§ YOUR INSTRUCTIONS:
Every entry below needs to be copied exactly.

§ DATA RECORDS:
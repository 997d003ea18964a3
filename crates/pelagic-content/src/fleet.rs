//! AUV fleet and survey-zone fixtures for the map surface.
//!
//! The map renders the Clarion-Clipperton Zone with AUV markers and sediment
//! plume overlays. Coordinates are plain lat/lon degrees; the map surface is
//! an external collaborator fed these fixtures verbatim.

use crate::record::{Metric, Record};

/// A geographic point in decimal degrees.
#[derive(Debug, Clone, Copy, PartialEq)]
pub struct GeoPoint {
    pub lat: f64,
    pub lon: f64,
}

/// Axis-aligned geographic bounds.
#[derive(Debug, Clone, Copy, PartialEq)]
pub struct GeoBounds {
    pub southwest: GeoPoint,
    pub northeast: GeoPoint,
}

impl GeoBounds {
    /// Whether a point lies within the bounds (inclusive).
    pub fn contains(&self, p: GeoPoint) -> bool {
        p.lat >= self.southwest.lat
            && p.lat <= self.northeast.lat
            && p.lon >= self.southwest.lon
            && p.lon <= self.northeast.lon
    }
}

/// Clarion-Clipperton Zone center.
pub const CCZ_CENTER: GeoPoint = GeoPoint {
    lat: 10.0,
    lon: -140.0,
};

/// Clarion-Clipperton Zone display bounds.
pub const CCZ_BOUNDS: GeoBounds = GeoBounds {
    southwest: GeoPoint {
        lat: 5.0,
        lon: -160.0,
    },
    northeast: GeoPoint {
        lat: 15.0,
        lon: -120.0,
    },
};

/// Operational status of an AUV.
#[derive(Debug, Clone, Copy, PartialEq, Eq)]
pub enum AuvStatus {
    Active,
    Maintenance,
}

impl AuvStatus {
    pub fn token(self) -> &'static str {
        match self {
            AuvStatus::Active => "active",
            AuvStatus::Maintenance => "maintenance",
        }
    }
}

/// One unit in the AUV fleet.
#[derive(Debug, Clone, Copy)]
pub struct AuvUnit {
    pub id: &'static str,
    pub name: &'static str,
    pub position: GeoPoint,
    pub status: AuvStatus,
    pub battery_pct: u8,
    pub depth_m: u32,
    pub water_temp_c: f64,
    pub pressure_bar: u32,
    pub last_update: &'static str,
    pub mission: &'static str,
    pub efficiency_pct: u8,
    telemetry: [Metric; 3],
}

impl AuvUnit {
    /// Telemetry rows for the marker popup.
    pub fn telemetry(&self) -> &[Metric] {
        &self.telemetry
    }
}

impl Record for AuvUnit {
    fn id(&self) -> &'static str {
        self.id
    }
    fn title(&self) -> &'static str {
        self.name
    }
    fn category(&self) -> &'static str {
        self.status.token()
    }
    fn body(&self) -> &'static str {
        self.mission
    }
    fn metrics(&self) -> &'static [Metric] {
        &[]
    }
}

/// The fleet, marker order.
pub static FLEET: [AuvUnit; 4] = [
    AuvUnit {
        id: "auv-001",
        name: "Luna Alpha",
        position: GeoPoint {
            lat: 9.5,
            lon: -142.3,
        },
        status: AuvStatus::Active,
        battery_pct: 87,
        depth_m: 4200,
        water_temp_c: 1.2,
        pressure_bar: 420,
        last_update: "2 minutes ago",
        mission: "Nodule Survey",
        efficiency_pct: 94,
        telemetry: [
            Metric::gauge("Battery", "87%", 87.0),
            Metric::spec("Depth", "4,200m"),
            Metric::gauge("Efficiency", "94%", 94.0),
        ],
    },
    AuvUnit {
        id: "auv-002",
        name: "Luna Beta",
        position: GeoPoint {
            lat: 10.2,
            lon: -138.7,
        },
        status: AuvStatus::Active,
        battery_pct: 92,
        depth_m: 4100,
        water_temp_c: 1.4,
        pressure_bar: 410,
        last_update: "1 minute ago",
        mission: "Environmental Monitoring",
        efficiency_pct: 89,
        telemetry: [
            Metric::gauge("Battery", "92%", 92.0),
            Metric::spec("Depth", "4,100m"),
            Metric::gauge("Efficiency", "89%", 89.0),
        ],
    },
    AuvUnit {
        id: "auv-003",
        name: "Luna Gamma",
        position: GeoPoint {
            lat: 11.1,
            lon: -141.2,
        },
        status: AuvStatus::Maintenance,
        battery_pct: 45,
        depth_m: 0,
        water_temp_c: 25.0,
        pressure_bar: 1,
        last_update: "5 minutes ago",
        mission: "Surface Maintenance",
        efficiency_pct: 78,
        telemetry: [
            Metric::gauge("Battery", "45%", 45.0),
            Metric::spec("Depth", "surface"),
            Metric::gauge("Efficiency", "78%", 78.0),
        ],
    },
    AuvUnit {
        id: "auv-004",
        name: "Luna Delta",
        position: GeoPoint {
            lat: 8.8,
            lon: -139.5,
        },
        status: AuvStatus::Active,
        battery_pct: 95,
        depth_m: 4300,
        water_temp_c: 1.1,
        pressure_bar: 430,
        last_update: "30 seconds ago",
        mission: "Nodule Collection",
        efficiency_pct: 96,
        telemetry: [
            Metric::gauge("Battery", "95%", 95.0),
            Metric::spec("Depth", "4,300m"),
            Metric::gauge("Efficiency", "96%", 96.0),
        ],
    },
];

/// Circular sediment plume overlay.
#[derive(Debug, Clone, Copy)]
pub struct PlumeRegion {
    pub center: GeoPoint,
    pub radius_m: u32,
    pub concentration_mg_l: u32,
    pub age_hours: u32,
}

/// Current plume overlays.
pub static PLUMES: [PlumeRegion; 2] = [
    PlumeRegion {
        center: GeoPoint {
            lat: 9.5,
            lon: -142.3,
        },
        radius_m: 500,
        concentration_mg_l: 45,
        age_hours: 2,
    },
    PlumeRegion {
        center: GeoPoint {
            lat: 10.2,
            lon: -138.7,
        },
        radius_m: 300,
        concentration_mg_l: 28,
        age_hours: 1,
    },
];

#[cfg(test)]
mod tests {
    use super::*;

    #[test]
    fn fleet_within_zone_bounds() {
        for auv in &FLEET {
            assert!(
                CCZ_BOUNDS.contains(auv.position),
                "{} outside the CCZ",
                auv.id
            );
        }
        assert!(CCZ_BOUNDS.contains(CCZ_CENTER));
    }

    #[test]
    fn plumes_track_active_units() {
        for plume in &PLUMES {
            assert!(
                FLEET.iter().any(|a| a.position == plume.center),
                "plume not anchored to a unit"
            );
        }
    }

    #[test]
    fn maintenance_unit_is_surfaced() {
        let gamma = FLEET.iter().find(|a| a.id == "auv-003").unwrap();
        assert_eq!(gamma.status, AuvStatus::Maintenance);
        assert_eq!(gamma.depth_m, 0);
    }

    #[test]
    fn telemetry_rows_per_unit() {
        for auv in &FLEET {
            assert_eq!(auv.telemetry().len(), 3);
        }
    }
}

§ REPLY:
repository 997d003ea18964a3
filename crates/pelagic-content/src/fleet.rs
//! AUV fleet and survey-zone fixtures for the map surface.
//!
//! The map renders the Clarion-Clipperton Zone with AUV markers and sediment
//! plume overlays. Coordinates are plain lat/lon degrees; the map surface is
//! an external collaborator fed these fixtures verbatim.

use crate::record::{Metric, Record};

/// A geographic point in decimal degrees.
#[derive(Debug, Clone, Copy, PartialEq)]
pub struct GeoPoint {
    pub lat: f64,
    pub lon: f64,
}

/// Axis-aligned geographic bounds.
#[derive(Debug, Clone, Copy, PartialEq)]
pub struct GeoBounds {
    pub southwest: GeoPoint,
    pub northeast: GeoPoint,
}

impl GeoBounds {
    /// Whether a point lies within the bounds (inclusive).
    pub fn contains(&self, p: GeoPoint) -> bool {
        p.lat >= self.southwest.lat
            && p.lat <= self.northeast.lat
            && p.lon >= self.southwest.lon
            && p.lon <= self.northeast.lon
    }
}

/// Clarion-Clipperton Zone center.
pub const CCZ_CENTER: GeoPoint = GeoPoint {
    lat: 10.0,
    lon: -140.0,
};

/// Clarion-Clipperton Zone display bounds.
pub const CCZ_BOUNDS: GeoBounds = GeoBounds {
    southwest: GeoPoint {
        lat: 5.0,
        lon: -160.0,
    },
    northeast: GeoPoint {
        lat: 15.0,
        lon: -120.0,
    },
};

/// Operational status of an AUV.
#[derive(Debug, Clone, Copy, PartialEq, Eq)]
pub enum AuvStatus {
    Active,
    Maintenance,
}

impl AuvStatus {
    pub fn token(self) -> &'static str {
        match self {
            AuvStatus::Active => "active",
            AuvStatus::Maintenance => "maintenance",
        }
    }
}

/// One unit in the AUV fleet.
#[derive(Debug, Clone, Copy)]
pub struct AuvUnit {
    pub id: &'static str,
    pub name: &'static str,
    pub position: GeoPoint,
    pub status: AuvStatus,
    pub battery_pct: u8,
    pub depth_m: u32,
    pub water_temp_c: f64,
    pub pressure_bar: u32,
    pub last_update: &'static str,
    pub mission: &'static str,
    pub efficiency_pct: u8,
    telemetry: [Metric; 3],
}

impl AuvUnit {
    /// Telemetry rows for the marker popup.
    pub fn telemetry(&self) -> &[Metric] {
        &self.telemetry
    }
}

impl Record for AuvUnit {
    fn id(&self) -> &'static str {
        self.id
    }
    fn title(&self) -> &'static str {
        self.name
    }
    fn category(&self) -> &'static str {
        self.status.token()
    }
    fn body(&self) -> &'static str {
        self.mission
    }
    fn metrics(&self) -> &'static [Metric] {
        &[]
    }
}

/// The fleet, marker order.
pub static FLEET: [AuvUnit; 4] = [
    AuvUnit {
        id: "auv-001",
        name: "Luna Alpha",
        position: GeoPoint {
            lat: 9.5,
            lon: -142.3,
        },
        status: AuvStatus::Active,
        battery_pct: 87,
        depth_m: 4200,
        water_temp_c: 1.2,
        pressure_bar: 420,
        last_update: "2 minutes ago",
        mission: "Nodule Survey",
        efficiency_pct: 94,
        telemetry: [
            Metric::gauge("Battery", "87%", 87.0),
            Metric::spec("Depth", "4,200m"),
            Metric::gauge("Efficiency", "94%", 94.0),
        ],
    },
    AuvUnit {
        id: "auv-002",
        name: "Luna Beta",
        position: GeoPoint {
            lat: 10.2,
            lon: -138.7,
        },
        status: AuvStatus::Active,
        battery_pct: 92,
        depth_m: 4100,
        water_temp_c: 1.4,
        pressure_bar: 410,
        last_update: "1 minute ago",
        mission: "Environmental Monitoring",
        efficiency_pct: 89,
        telemetry: [
            Metric::gauge("Battery", "92%", 92.0),
            Metric::spec("Depth", "4,100m"),
            Metric::gauge("Efficiency", "89%", 89.0),
        ],
    },
    AuvUnit {
        id: "auv-003",
        name: "Luna Gamma",
        position: GeoPoint {
            lat: 11.1,
            lon: -141.2,
        },
        status: AuvStatus::Maintenance,
        battery_pct: 45,
        depth_m: 0,
        water_temp_c: 25.0,
        pressure_bar: 1,
        last_update: "5 minutes ago",
        mission: "Surface Maintenance",
        efficiency_pct: 78,
        telemetry: [
            Metric::gauge("Battery", "45%", 45.0),
            Metric::spec("Depth", "surface"),
            Metric::gauge("Efficiency", "78%", 78.0),
        ],
    },
    AuvUnit {
        id: "auv-004",
        name: "Luna Delta",
        position: GeoPoint {
            lat: 8.8,
            lon: -139.5,
        },
        status: AuvStatus::Active,
        battery_pct: 95,
        depth_m: 4300,
        water_temp_c: 1.1,
        pressure_bar: 430,
        last_update: "30 seconds ago",
        mission: "Nodule Collection",
        efficiency_pct: 96,
        telemetry: [
            Metric::gauge("Battery", "95%", 95.0),
            Metric::spec("Depth", "4,300m"),
            Metric::gauge("Efficiency", "96%", 96.0),
        ],
    },
];

/// Circular sediment plume overlay.
#[derive(Debug, Clone, Copy)]
pub struct PlumeRegion {
    pub center: GeoPoint,
    pub radius_m: u32,
    pub concentration_mg_l: u32,
    pub age_hours: u32,
}

/// Current plume overlays.
pub static PLUMES: [PlumeRegion; 2] = [
    PlumeRegion {
        center: GeoPoint {
            lat: 9.5,
            lon: -142.3,
        },
        radius_m: 500,
        concentration_mg_l: 45,
        age_hours: 2,
    },
    PlumeRegion {
        center: GeoPoint {
            lat: 10.2,
            lon: -138.7,
        },
        radius_m: 300,
        concentration_mg_l: 28,
        age_hours: 1,
    },
];

#[cfg(test)]
mod tests {
    use super::*;

    #[test]
    fn fleet_within_zone_bounds() {
        for auv in &FLEET {
            assert!(
                CCZ_BOUNDS.contains(auv.position),
                "{} outside the CCZ",
                auv.id
            );
        }
        assert!(CCZ_BOUNDS.contains(CCZ_CENTER));
    }

    #[test]
    fn plumes_track_active_units() {
        for plume in &PLUMES {
            assert!(
                FLEET.iter().any(|a| a.position == plume.center),
                "plume not anchored to a unit"
            );
        }
    }

    #[test]
    fn maintenance_unit_is_surfaced() {
        let gamma = FLEET.iter().find(|a| a.id == "auv-003").unwrap();
        assert_eq!(gamma.status, AuvStatus::Maintenance);
        assert_eq!(gamma.depth_m, 0);
    }

    #[test]
    fn telemetry_rows_per_unit() {
        for auv in &FLEET {
            assert_eq!(auv.telemetry().len(), 3);
        }
    }
}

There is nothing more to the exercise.